Chinese startups are taking the global fast-fashion market by storm, offering a near-endless supply of styles at almost impossible price points as they challenge more established rivals like Zara.
Given the cutthroat competition at home, many of these companies focus almost exclusively on overseas markets to fuel their rapid growth. But logistical hurdles and growing headwinds against Chinese businesses loom heavy over their ambitions for global success.
From USD 5 miniskirts to USD 17 blouses, Shein’s app lists thousands of products with ultracheap price tags. The company’s plain T-shirts sell for USD 8, about half the price as at Inditex’s Zara, currently the world’s biggest name in fast fashion.
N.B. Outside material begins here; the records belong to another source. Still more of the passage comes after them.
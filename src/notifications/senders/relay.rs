use async_trait::async_trait;
use reqwest::Client;
use serde::Serialize;

use super::{extract_provider_error, Mail, MailSender, SenderError};

pub const RELAY_PATH: &str = "/api/send-email";

/// Posts mails to the application's own HTTP mail relay.
pub struct RelaySender {
    client: Client,
    endpoint: String,
}

impl RelaySender {
    pub fn new(base_url: &str) -> Result<Self, SenderError> {
        let base = base_url.trim_end_matches('/');
        if !(base.starts_with("http://") || base.starts_with("https://")) {
            return Err(SenderError::InvalidConfiguration(format!(
                "Relay URL must be http(s): {base_url}"
            )));
        }
        Ok(Self {
            client: Client::new(),
            endpoint: format!("{base}{RELAY_PATH}"),
        })
    }

    pub fn endpoint(&self) -> &str {
        &self.endpoint
    }
}

#[derive(Serialize)]
struct RelayPayload<'a> {
    to: &'a str,
    subject: &'a str,
    html: &'a str,
}

#[async_trait]
impl MailSender for RelaySender {
    async fn send(&self, mail: &Mail) -> Result<(), SenderError> {
        let payload = RelayPayload {
            to: &mail.to,
            subject: &mail.subject,
            html: &mail.html,
        };
        let response = self.client.post(&self.endpoint).json(&payload).send().await?;
        let status = response.status();

        if !status.is_success() {
            let error_body = response.text().await.unwrap_or_default();
            return Err(SenderError::Rejected(extract_provider_error(
                &error_body,
                "Falha ao enviar email",
            )));
        }

        Ok(())
    }
}
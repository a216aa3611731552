use dashmap::DashMap;
use std::sync::Arc;
use tracing::{debug, warn};

use super::emitter::{Emission, Emitter};
use crate::db::{EventKind, FailureCount, MonitoringStore};
use crate::notifications::{Notice, NoticeBroadcaster};

/// In-memory failure tallies per post, as displayed to the operator.
#[derive(Debug, Default)]
pub struct FailureTallies {
    counts: DashMap<i64, i64>,
}

impl FailureTallies {
    pub fn get(&self, post_id: i64) -> i64 {
        self.counts.get(&post_id).map(|count| *count).unwrap_or(0)
    }

    pub fn set(&self, post_id: i64, count: i64) {
        self.counts.insert(post_id, count.max(0));
    }

    /// Applies `delta` and returns the new value, never below zero.
    pub fn adjust(&self, post_id: i64, delta: i64) -> i64 {
        let mut entry = self.counts.entry(post_id).or_insert(0);
        *entry = (*entry + delta).max(0);
        *entry
    }

    pub fn seed(&self, rows: impl IntoIterator<Item = FailureCount>) {
        self.counts.clear();
        for row in rows {
            self.set(row.post_id, row.count);
        }
    }
}

#[derive(Debug, Clone, PartialEq, Eq)]
pub enum CounterOutcome {
    /// Event and tally are both durable.
    Confirmed(i64),
    /// The event was queued offline; the tally is provisional until the
    /// queue drains.
    Deferred(i64),
    /// The optimistic increment was undone.
    RolledBack { restored: i64, reason: String },
}

pub struct FailureCounter {
    store: Arc<dyn MonitoringStore>,
    emitter: Emitter,
    tallies: Arc<FailureTallies>,
    notices: NoticeBroadcaster,
}

impl FailureCounter {
    pub fn new(
        store: Arc<dyn MonitoringStore>,
        emitter: Emitter,
        tallies: Arc<FailureTallies>,
        notices: NoticeBroadcaster,
    ) -> Self {
        Self {
            store,
            emitter,
            tallies,
            notices,
        }
    }

    pub fn tallies(&self) -> &Arc<FailureTallies> {
        &self.tallies
    }

    /// Records a missed presence confirmation for `post_id`.
    pub async fn increment(&self, post_id: i64) -> CounterOutcome {
        let tentative = self.tallies.adjust(post_id, 1);

        match self.emitter.emit(post_id, EventKind::VigilantFailure).await {
            // The drain writes the tally for queued events.
            Ok(Emission::Queued) => CounterOutcome::Deferred(tentative),
            Ok(Emission::Ack(_)) => match self.store.upsert_failure_count(post_id, tentative).await {
                Ok(()) => {
                    debug!(post_id, count = tentative, "Failure tally saved.");
                    CounterOutcome::Confirmed(tentative)
                }
                Err(e) => {
                    let restored = self.tallies.adjust(post_id, -1);
                    warn!(post_id, error = %e, "Failure tally not saved. Rolled back.");
                    self.notices.publish(Notice::CounterNotSaved {
                        post_id,
                        cause: e.to_string(),
                    });
                    CounterOutcome::RolledBack {
                        restored,
                        reason: e.to_string(),
                    }
                }
            },
            Err(e) => {
                let restored = self.tallies.adjust(post_id, -1);
                CounterOutcome::RolledBack {
                    restored,
                    reason: e.to_string(),
                }
            }
        }
    }

    pub async fn reset(&self, post_id: i64) -> Result<(), crate::db::StoreError> {
        self.store.upsert_failure_count(post_id, 0).await?;
        self.tallies.set(post_id, 0);
        Ok(())
    }
}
Shein, one of the biggest names among China’s fast-fashion startups, debuts as many as 4,000 items daily, and it is virtually impossible to keep up-to-date with all of its offerings.
Searching for Shein on Instagram yields over 1.9 million results, mainly younger women posing with knits, dresses,and other clothes from the company. The posts come from all over the world, including the US, Europe, and the Middle East.
Shein sells exclusively online, operating no brick-and-mortar stores. Its app had topped 100 million downloads and counted over 20 million annual users as of 2019, the company said.
The business has skyrocketed, with sales jumping by a factor of 16 between 2016 and 2019 to RMB 16 billion (USD 2.47 billion at current rates). Shein logged almost USD 10 billion in sales during 2020, Chinese news outlets report.
The company’s value is estimated at USD 15 billion, according to CB Insights — placing it 10th among the world’s unicorns, or unlisted startups worth USD 1 billion or more.
The clothier’s growth has been driven partly by its relationship with suppliers. Shein works closely with factories in Guangzhou, which is home to a bustling clothing industry, in order to produce a wide variety of products in short periods of time.
It reportedly ranks suppliers based on delivery timelines and defect rates. Those at the bottom are cut, while those at the top receive incentives, like help with capital investment.
Shein also analyzes the lineups and other data of its competitors.
“It identifies trends using big data to better manage production and inventory,” according to brokerage firm China Merchants Securities. The company mostly flies its products out of Guangzhou to customers worldwide.
Other Chinese startups have bounded onto the global stage. Zaful, operated by a unit of Global Top E-Commerce, sells cheap apparel online mainly to customers in the US and Europe. It has succeeded in attracting younger fans by quickly adopting tactics like live commerce, or selling products on a livestream, and allowing customers to interact with each other.
Jollychic, an e-commerce site run by Zhejiang Jolly Information Technology, hosts apparel along with a wide spectrum of products. The platform also developed a payment service. Jollychic holds a large share in the Middle East, where it is called the region’s answer to Alibaba Group Holding, the Chinese e-tailing leader.
Shein and its fellow apparel startups have almost no name recognition in China due to their focus on offshore markets. Alibaba’s Taobao online mall is entrenched at home, and the competition among clothing brands is fierce.
These companies “have forsaken the relentless competition in the domestic market and have wielded their proximity to production areas as their weapon in foreign expansion,” said Taka Saito, head of the Tokyo-based apparel industry consulting firm Demand Works.
Though Shein has achieved dramatic growth quickly, it remains far from catching up to global apparel heavyweights. Inditex, the Spanish group behind Zara, amasses over USD 34 billion in revenue yearly. Uniqlo’s Japanese parent Fast Retailing reports over USD 19 billion in annual sales.
Shein’s distribution network is still a work in progress. US orders take over 10 days to reach the customer’s door, while Zara completes that process in two to four days.
Shein’s strength in offering affordable articles is exposed to competition.
“Even if [Shein] weaponizes low costs to lure young consumers, if something cheaper comes along, it risks losing customers,” Saito said. The company “needs to marshal its collective strengths, including its design aptitude.”
International pressure against China also causes concern for the apparel startups. Shein and others operate websites in English and various local languages. It appears that many customers do not know those services originate from China.
In June, India blacklisted a multitude of Chinese apps, including Shein’s. This move came amid a lengthy border standoff with the Chinese military.
US President Donald Trump’s administration looks to ban the video sharing platform TikTok and other Chinese apps over fears of personal data leaking to Chinese government officials. If Shein maintains its rapid ascent, the company may attract the attention of foreign regulators.